Once the initial model has been sent to the GPU, then data is sent as well to GPU memory for processing. GPUs are a very highly parallel structure initially developed for video, image, and graphics processing that makes them more efficient (a usually 10x improved performance) than general-purpose CPUs for algorithms where the processing of large blocks of data is done in parallel. Training of deep learning models employs a method called backpropagation which is heavy on matrix multiplications. This type of operation is often called heavily parallelizable because it can be split in smaller pieces of computation. Combining multiple GPUs together can have a dramatic effect on performance, cutting down the time to train a deep learning model from years to days.
Complexity
Matrix multiplication is a well known operation from linear algebra. A deep learning model is a neural network with very many layers of neurons. The amount of processing required is proportional to the number of layers.
Specifically, the number of matrix multiplications performed during a single forward pass of a neural network is equal to the number of layers in the network minus 1. This is because each layer's output is calculated by multiplying the input from the previous layer by the weight matrix of the current layer. However, the input layer does not perform any multiplication. So, if L is the number of layers, the number of matrix multiplications is L-1.

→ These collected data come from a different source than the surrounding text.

use async_trait::async_trait;
use serde::Deserialize;

use crate::error::{MailError, MailResult};
use crate::mailer::{Mailer, OutboundEmail, SendReceipt};

/// Mailer backed by the Resend HTTP API (`POST {base}/emails`).
pub struct ResendMailer {
    client: reqwest::Client,
    api_key: String,
    base_url: String,
}

#[derive(Deserialize)]
struct ErrorBody {
    message: Option<String>,
}

impl ResendMailer {
    pub const DEFAULT_BASE_URL: &'static str = "https://api.resend.com";

    pub fn new(api_key: impl Into<String>, base_url: impl Into<String>) -> Self {
        Self {
            client: reqwest::Client::new(),
            api_key: api_key.into(),
            base_url: base_url.into().trim_end_matches('/').to_string(),
        }
    }
}

#[async_trait]
impl Mailer for ResendMailer {
    async fn send(&self, email: &OutboundEmail) -> MailResult<SendReceipt> {
        if email.to.is_empty() {
            return Err(MailError::NoRecipients);
        }
        let response = self
            .client
            .post(format!("{}/emails", self.base_url))
            .bearer_auth(&self.api_key)
            .json(email)
            .send()
            .await
            .map_err(|e| MailError::Transport(e.to_string()))?;

        let status = response.status();
        if status.is_success() {
            return response
                .json::<SendReceipt>()
                .await
                .map_err(|e| MailError::Transport(e.to_string()));
        }

        let text = response.text().await.unwrap_or_default();
        let message = serde_json::from_str::<ErrorBody>(&text)
            .ok()
            .and_then(|b| b.message)
            .unwrap_or(text);
        tracing::error!(status = status.as_u16(), %message, "resend rejected message");
        Err(MailError::Rejected {
            status: status.as_u16(),
            message,
        })
    }

    fn name(&self) -> &'static str {
        "resend"
    }
}

impl std::fmt::Debug for ResendMailer {
    fn fmt(&self, f: &mut std::fmt::Formatter<'_>) -> std::fmt::Result {
        f.debug_struct("ResendMailer")
            .field("base_url", &self.base_url)
            .finish_non_exhaustive()
    }
}

#[cfg(test)]
mod tests {
    use super::*;
    use axum::http::{HeaderMap, StatusCode};
    use axum::routing::post;
    use axum::{Json, Router};
    use serde_json::{json, Value};

    async fn fake_resend(headers: HeaderMap, Json(body): Json<Value>) -> (StatusCode, Json<Value>) {
        let auth = headers
            .get("authorization")
            .and_then(|v| v.to_str().ok())
            .unwrap_or_default();
        if auth != "Bearer re_test" {
            return (
                StatusCode::UNAUTHORIZED,
                Json(json!({ "message": "API key is invalid" })),
            );
        }
        let recipients = body["to"].as_array().map(|a| a.len()).unwrap_or(0);
        (StatusCode::OK, Json(json!({ "id": format!("email-{recipients}") })))
    }

    async fn serve() -> String {
        let app = Router::new().route("/emails", post(fake_resend));
        let listener = tokio::net::TcpListener::bind("127.0.0.1:0").await.unwrap();
        let addr = listener.local_addr().unwrap();
        tokio::spawn(async move {
            axum::serve(listener, app).await.unwrap();
        });
        format!("http://{addr}")
    }

    fn email() -> OutboundEmail {
        OutboundEmail {
            from: "OERC Newsletter <info@oerc.ca>".into(),
            to: vec!["a@x.ca".into(), "b@x.ca".into()],
            subject: "Spring update".into(),
            html: "<p>News</p>".into(),
        }
    }

    #[tokio::test]
    async fn delivers_one_message_for_all_recipients() {
        let base = serve().await;
        let mailer = ResendMailer::new("re_test", base);
        let receipt = mailer.send(&email()).await.unwrap();
        assert_eq!(receipt.id.as_deref(), Some("email-2"));
    }

    #[tokio::test]
    async fn surfaces_rejection_message() {
        let base = serve().await;
        let mailer = ResendMailer::new("wrong", base);
        let err = mailer.send(&email()).await.unwrap_err();
        assert_eq!(
            err,
            MailError::Rejected { status: 401, message: "API key is invalid".into() }
        );
    }

    #[tokio::test]
    async fn unreachable_service_is_transport_error() {
        let mailer = ResendMailer::new("re_test", "http://127.0.0.1:1");
        assert!(matches!(mailer.send(&email()).await, Err(MailError::Transport(_))));
    }
}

During a single backward pass of a neural network, the number of matrix multiplications is also equal to the number of layers minus 1. This is because during backpropagation, the error of each layer is calculated by multiplying the error of the next layer by the transposed weight matrix of the current layer. So, if L is the number of layers, the number of matrix multiplications is L-1.
Adjusting the weights after backpropagation also involves matrix operations. Specifically, each weight in the network is updated by subtracting a portion of the calculated gradient. This is done for each layer that has weights, which is the number of layers minus 1 (since the input layer doesn't have weights). So, if L is the number of layers, the number of matrix operations for weight adjustment is also L-1.
Not all operations in this processing take the same amount of computations, but it largely depends on the number of operands (the weights in a layer). Therefore the operation of backpropagation which involves multiplying together two large matrices takes significantly more time and is both heavy in computation and memory requirements.